Wednesday, November 25, 2020

Investigating network connectivity for different modes

 Suggested by: Martin Loidl 

Short description: Connectivity is a fundamental spatial parameter. In road networks, connectivity decides on opportunities for moving through space in a comfortable way. Literature suggests that connectivity in networks has a direct effect on mobility behaviour.
Especially in urban environments, connectivity varies between different modes. Cities are planned and built for the predominant mode (from walkable cities to car-oriented cities). Based on OpenStreetMap (OSM), different subsets of urban road networks should be investigated for their connectivity. We hypothesize to find a significant correlation between the connectivity for different modes and the respecitve modal share.


In this research, OSM data should be acquired, processed and analyzed (semi-) automatically, in order to facilitate the calculation of connectivity indices for different modes and to compare these indices among various cities. Moreover, connectivity indices should be related to modal split statistics for the respective regions.

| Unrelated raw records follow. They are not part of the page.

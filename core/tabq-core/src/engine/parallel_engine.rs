//! Parallel Execution Engine: bounded rayon worker pool
//!
//! Pools are built once per thread count and shared process-wide, so every
//! statement executed with the same `cpu` setting reuses the same workers.

use crate::config::default_cpu;
use crate::error::{QueryError, QueryResult};
use ahash::AHashMap;
use parking_lot::Mutex;
use rayon::ThreadPoolBuilder;
use std::sync::{Arc, OnceLock};

/// Parallelization policy for the execution engine
#[derive(Debug, Clone, Copy, PartialEq, Eq, Default)]
pub enum ParallelizationPolicy {
    /// Half of the logical CPUs, at least one
    #[default]
    Auto,
    /// Use a fixed number of threads
    Fixed(usize),
}

/// size → pool
static POOLS: OnceLock<Mutex<AHashMap<usize, Arc<rayon::ThreadPool>>>> = OnceLock::new();

/// Parallel execution engine using Rayon thread pool
#[derive(Clone)]
pub struct ParallelExecutionEngine {
    thread_pool: Arc<rayon::ThreadPool>,
    policy: ParallelizationPolicy,
}

impl std::fmt::Debug for ParallelExecutionEngine {
    fn fmt(&self, f: &mut std::fmt::Formatter<'_>) -> std::fmt::Result {
        f.debug_struct("ParallelExecutionEngine")
            .field("policy", &self.policy)
            .field("threads", &self.thread_count())
            .finish()
    }
}

impl ParallelExecutionEngine {
    /// Engine over the shared pool for the policy's thread count.
    pub fn new(policy: ParallelizationPolicy) -> QueryResult<Self> {
        let num_threads = Self::determine_thread_count(policy);
        if num_threads == 0 {
            return Err(QueryError::InvalidArguments(
                "Thread count must be greater than 0".to_string(),
            ));
        }
        Ok(Self {
            thread_pool: Self::shared_pool(num_threads)?,
            policy,
        })
    }

    /// Create a new parallel execution engine with automatic thread count
    pub fn new_auto() -> QueryResult<Self> {
        Self::new(ParallelizationPolicy::Auto)
    }

    /// Create a new parallel execution engine with a fixed number of threads
    pub fn new_fixed(num_threads: usize) -> QueryResult<Self> {
        Self::new(ParallelizationPolicy::Fixed(num_threads))
    }

    fn shared_pool(num_threads: usize) -> QueryResult<Arc<rayon::ThreadPool>> {
        let pools = POOLS.get_or_init(|| Mutex::new(AHashMap::new()));
        let mut pools = pools.lock();
        if let Some(pool) = pools.get(&num_threads) {
            return Ok(Arc::clone(pool));
        }

        let pool = ThreadPoolBuilder::new()
            .num_threads(num_threads)
            .thread_name(move |i| format!("tabq-worker-{num_threads}-{i}"))
            .build()
            .map_err(|e| QueryError::ThreadPool(format!("Failed to create thread pool: {e}")))?;
        let pool = Arc::new(pool);
        pools.insert(num_threads, Arc::clone(&pool));
        tracing::debug!(target: "tabq::parallel", threads = num_threads, "worker pool created");
        Ok(pool)
    }

    /// Get the current parallelization policy
    pub fn policy(&self) -> ParallelizationPolicy {
        self.policy
    }

    /// Get the number of threads in the thread pool
    pub fn thread_count(&self) -> usize {
        self.thread_pool.current_num_threads()
    }

    pub fn thread_pool(&self) -> &Arc<rayon::ThreadPool> {
        &self.thread_pool
    }

    /// Execute a closure in the thread pool
    pub fn execute<F, R>(&self, f: F) -> R
    where
        F: FnOnce() -> R + Send,
        R: Send,
    {
        self.thread_pool.install(f)
    }

    fn determine_thread_count(policy: ParallelizationPolicy) -> usize {
        match policy {
            ParallelizationPolicy::Auto => default_cpu(),
            ParallelizationPolicy::Fixed(n) => n,
        }
    }

    /// Number of chunks to split `workload_size` records into, keeping at
    /// least `min_rows` records per chunk.
    pub fn auto_tune(&self, workload_size: usize, min_rows: usize) -> usize {
        let min_rows = min_rows.max(1);
        if workload_size < min_rows.saturating_mul(2) {
            1
        } else {
            (workload_size / min_rows).clamp(1, self.thread_count())
        }
    }

    /// Check if parallelization is beneficial for the given workload size
    pub fn should_parallelize(&self, workload_size: usize, min_rows: usize) -> bool {
        self.auto_tune(workload_size, min_rows) > 1
    }
}

#[cfg(test)]
mod tests {
    use super::*;

    #[test]
    fn test_new_auto() {
        let engine = ParallelExecutionEngine::new_auto().unwrap();
        assert_eq!(engine.policy(), ParallelizationPolicy::Auto);
        assert_eq!(engine.thread_count(), default_cpu());
    }

    #[test]
    fn test_new_fixed() {
        let engine = ParallelExecutionEngine::new_fixed(4).unwrap();
        assert_eq!(engine.policy(), ParallelizationPolicy::Fixed(4));
        assert_eq!(engine.thread_count(), 4);
    }

    #[test]
    fn test_new_fixed_zero_threads() {
        let result = ParallelExecutionEngine::new_fixed(0);
        assert!(result.is_err());
    }

    #[test]
    fn test_pools_are_shared_per_size() {
        let a = ParallelExecutionEngine::new_fixed(3).unwrap();
        let b = ParallelExecutionEngine::new_fixed(3).unwrap();
        assert!(Arc::ptr_eq(a.thread_pool(), b.thread_pool()));
    }

    #[test]
    fn test_execute() {
        let engine = ParallelExecutionEngine::new_fixed(2).unwrap();
        let result = engine.execute(|| 42);
        assert_eq!(result, 42);
    }

    #[test]
    fn test_auto_tune_small_workload() {
        let engine = ParallelExecutionEngine::new_fixed(4).unwrap();
        assert_eq!(engine.auto_tune(500, 1000), 1);
        assert!(!engine.should_parallelize(500, 1000));
    }

    #[test]
    fn test_auto_tune_large_workload() {
        let engine = ParallelExecutionEngine::new_fixed(4).unwrap();
        assert_eq!(engine.auto_tune(100_000, 1000), 4);
        assert_eq!(engine.auto_tune(2_500, 1000), 2);
        assert!(engine.should_parallelize(100_000, 1000));
    }
}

References, suggested reading:
  • LOWRY, M. & LOH, T. H. 2017. Quantifying bicycle network connectivity. Preventive Medicine, 95, S134-S140.
  • ABAD, L. & VAN DER MEER, L. 2018. Quantifying Bicycle Network Connectivity in Lisbon Using Open Data. Information, 9.
  • PORTA, S., CRUCITTI, P. & LATORA, V. 2006. The network analysis of urban streets: A dual approach. Physica A: Statistical Mechanics and its Applications, 369, 853-866.
  • HOCHMAIR, H. 2020. Von A nach B? – Erreichbarkeits- und Konnektivitätsanalysen in Verkehrsnetzwerken. In: ZAGEL, B. & LOIDL, M. (Eds.) Geo-IT in Mobilität und Verkehr. Berlin und Offenbach: Wichmann Verlag / VDE.
Related to projects: POSITIM

Start/finish: anytime

Prerequisites/qualifications: Profound skills in data modellingand processing. Scripting, database and spatial analytics (network analysis) skills.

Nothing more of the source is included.